杆菌K12的malE基因编码。MBP可增加在细菌中过量表达的融合蛋白的溶解性，尤其是真核蛋白。MBP标签可通过免疫分析很方便地检测。有必要用位点专一的蛋白酶切割标签。如果蛋白在细菌中表达，MBP可以融合在蛋白的N端或C端。

纯化：融合蛋白可通过交联淀粉亲和层析一步纯化。结合的融合蛋白可用10mM麦芽糖在生理缓冲液中进行洗脱。结合亲和力在微摩尔范围。一些融合蛋白在0.2% Triton X-100或0.25% Tween 20存在下不能有效结合，而其他融合蛋白则不受影响。缓冲条件为pH7.0到8.5，盐浓度可高达1M，但不能使用变性剂。如果要去除MBP融合部分，可用位点特异性蛋白酶切除。

12.SNAP Tag

是新一代的蛋白标签技术，不仅专一性极高而且稳定，最大的优点是适用于多种环境下的蛋白质检测与纯化，如活细胞内、溶液中、或固态相(如SDS-PAGE gels)等。

SNAP-Tag是从人的O6-甲基鸟嘌呤-DNA甲基转移（O6-alkylguanine-DNA-alkyltransferase）获得。无论体内还是体外，SNAP-Tag都能与底物高特异性地共价结合，使蛋白标记上生物素或荧光基团（如荧光素和若丹明）。SNAP所带的活性巯基位点接受了苯甲基鸟嘌呤所携带的侧链苯甲基基团，释放出了鸟嘌呤。这种新的硫醚键共价结合使SNAP所带的目的蛋白携带上了苯甲基基团所带的标记物。苯甲基鸟嘌呤在生化条件下稳定，并且没有其他蛋白会和这类物质作用，所以SNAP标签反应是高特异的。
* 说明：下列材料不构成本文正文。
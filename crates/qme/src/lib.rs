//! Encoder for the [Quantized Mesh terrain tile format][format], the binary
//! mesh tile format consumed by virtual-globe renderers such as CesiumJS.
//!
//! This crate covers only the encoder: geodetic-to-ECEF projection,
//! bounding-sphere and horizon-occlusion derivation, (u, v, h) quantization,
//! zig-zag/delta and high-water-mark index compression, tile-edge
//! classification, area-weighted vertex normals, and bit-exact
//! little-endian serialization including extension framing. Decoding,
//! rendering, and mesh generation from raster data are out of scope.
//!
//! [format]: https://github.com/CesiumGS/quantized-mesh

pub mod bounding_sphere;
pub mod edges;
mod encode;
pub mod ellipsoid;
pub mod error;
pub mod extensions;
mod hwm;
pub mod normals;
pub mod occlusion;
pub mod options;
pub mod projection;
pub mod quantize;
mod wire;
mod zigzag;

pub use bounding_sphere::SphereMethod;
pub use ellipsoid::Ellipsoid;
pub use encode::{encode, EncodeStats, INDEX16_VERTEX_LIMIT};
pub use error::{EncodeError, Result};
pub use extensions::{Extension, Metadata, WaterMask};
pub use options::{EncodeOptions, EncodeOptionsBuilder, PlanarBounds};

#[cfg(test)]
mod tests {
    use super::*;

    /// Scenario B from the spec: a small hand-built mesh, checked end to end
    /// for index round-trip and edge classification.
    #[test]
    fn scenario_b_small_mesh_end_to_end() {
        let positions: Vec<f64> = vec![
            0.0, 0.0, 0.0, //
            1.0, 1.0, 1.0, //
            0.0, 1.0, 4.0, //
            2.0, 3.0, 4.0, //
            8.0, 9.0, 10.0, //
            12.0, 13.0, 14.0,
        ];
        let indices: Vec<u32> = vec![0, 1, 2, 1, 2, 3, 2, 3, 4, 3, 4, 5];

        let options = EncodeOptions::builder().build();
        let mut out = Vec::new();
        let stats = encode(&mut out, &positions, &indices, &options).expect("encode succeeds");

        assert_eq!(out.len(), stats.total());
        assert_eq!(&out[0..88].len(), &88);

        // Vertex count field sits right after the 88-byte header.
        let n = u32::from_le_bytes([out[88], out[89], out[90], out[91]]);
        assert_eq!(n, 6);

        let bounds = quantize::planar_bounds_from_positions(&positions);
        let quantized = quantize::quantize_positions(&positions, bounds);
        let edges = edges::classify(&quantized);
        assert_eq!(edges.west, vec![0, 2]);
        assert_eq!(edges.south, vec![0]);
        assert_eq!(edges.east, vec![5]);
        assert_eq!(edges.north, vec![5]);
    }

    /// Scenario F: encoding with the VertexNormalsExtension attached yields
    /// extension framing consistent with `compute_vertex_normals`.
    #[test]
    fn scenario_f_vertex_normals_extension_framing() {
        let positions: Vec<f64> = vec![
            0.0, 0.0, 0.0, //
            1.0, 1.0, 1.0, //
            0.0, 1.0, 4.0, //
            2.0, 3.0, 4.0, //
            8.0, 9.0, 10.0, //
            12.0, 13.0, 14.0,
        ];
        let indices: Vec<u32> = vec![0, 1, 2, 1, 2, 3, 2, 3, 4, 3, 4, 5];

        let options = EncodeOptions::builder()
            .extension(Extension::VertexNormals)
            .build();
        let mut out = Vec::new();
        encode(&mut out, &positions, &indices, &options).expect("encode succeeds");

        // The extension block is the final 1 + 4 + 2*N bytes of the stream.
        let n = 6usize;
        let ext_len = 1 + 4 + 2 * n;
        let ext_block = &out[out.len() - ext_len..];
        assert_eq!(ext_block[0], extensions::EXTENSION_ID_VERTEX_NORMALS);
        let declared_len = u32::from_le_bytes([ext_block[1], ext_block[2], ext_block[3], ext_block[4]]);
        assert_eq!(declared_len as usize, 2 * n);
    }

    #[test]
    fn rejects_empty_mesh() {
        let options = EncodeOptions::builder().build();
        let mut out = Vec::new();
        assert!(encode(&mut out, &[], &[], &options).is_err());
    }

    #[test]
    fn rejects_out_of_range_index() {
        let positions = vec![0.0, 0.0, 0.0, 1.0, 1.0, 1.0, 0.0, 1.0, 4.0];
        let indices = vec![0u32, 1, 5];
        let options = EncodeOptions::builder().build();
        let mut out = Vec::new();
        assert!(encode(&mut out, &positions, &indices, &options).is_err());
    }

    #[test]
    fn rejects_duplicate_extension_ids() {
        let positions = vec![0.0, 0.0, 0.0, 1.0, 1.0, 1.0, 0.0, 1.0, 4.0];
        let indices = vec![0u32, 1, 2];
        let options = EncodeOptions::builder()
            .extension(Extension::VertexNormals)
            .extension(Extension::VertexNormals)
            .build();
        let mut out = Vec::new();
        assert!(encode(&mut out, &positions, &indices, &options).is_err());
    }

    #[test]
    fn header_is_always_88_bytes_regardless_of_mesh_size() {
        for n in [1usize, 3, 10] {
            let mut positions = Vec::new();
            for i in 0..n {
                positions.extend_from_slice(&[i as f64, (i * 2) as f64, (i * 3) as f64]);
            }
            let options = EncodeOptions::builder().build();
            let mut out = Vec::new();
            encode(&mut out, &positions, &[], &options).expect("encode succeeds");
            assert!(out.len() >= 88);
        }
    }
}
纯化 ：将纯化的或未纯化的SNAP-Tag融合蛋白与表面固定了苯甲基鸟嘌呤的基质混合，蛋白即可特异与底物作用，形成共价键，融合蛋白间接被固定在了基质表面上，可以达到更方便快捷地研究蛋白功能或纯化蛋白的目的。

13.Halo Tag

HaloTag标签蛋白是一种脱卤素酶的遗传修饰衍生物，可与多种合成的HaloTag配基有效地共价结合。这个分子量为33KDa的单体蛋白能融合在重组蛋白的N端或C 端，并在原核和真核系统中表达。HaloTag配基是小分子化学物，能够在体外或体内与HaloTag蛋白共价结合。

14.荧光标签蛋白

包括eGFP/eCFP/eYFP/eCherry,具有不同的激发波长发射波长，均由野生型荧光蛋白通过氨基酸突变和密码子优化而来。就eGFP而言，相对于GFP，其荧光强度更强、荧光性质更稳定。同时载体中构建的Kozak序列使得含有eGFP的融合蛋白在真核表达系统中表达效率更高。mCherry是从DsRed演化来的性能最好的一个单体红色荧光蛋白，可以和GFP系列荧光蛋白共用，实现多色标记体内、外实验表明，mCherry在N端和C端融合外源蛋白时，荧光蛋白活性和被融合的目标蛋白功能相互没有明显影响。这些荧光标签蛋白，其融合表达目的蛋白后具有以下优点：

1.不用破碎组织细胞和不加任何底物，直接通过荧光显微镜就能在活细胞中发出绿色荧光，实时显示目的基因的表达情况，而且荧光性质稳定，被誉为活细胞探针。

2.其自发荧光，不需用目的基因的抗体或原位杂交技术就可推知目的基因在细胞中的定位等情况。

3.同时细胞内的其它产物不会干扰标签蛋白检测，从而使其检测更显得快速、简便、灵敏度高而且重现性。

4.其低消耗、高灵敏度检测，十分适用于高通量的药物筛选。因此现eGFP 表达标签被广泛地应用于基团表达调控、转基因功能研究、蛋白在细胞中的功能定位、迁移变化及药物筛选等方面。

5.mCherry红色荧光蛋白在标记病毒颗粒，研究病毒和宿主细胞之间更有得天独厚的优势。如用mRFP或mCherry标记HIV病毒颗粒，研究HIV和宿主细胞问的相互作用以及HIV侵染宿主细胞的过程．用mRFP标记慢病毒颗粒，研究慢病毒在小鼠体内的复制过程等。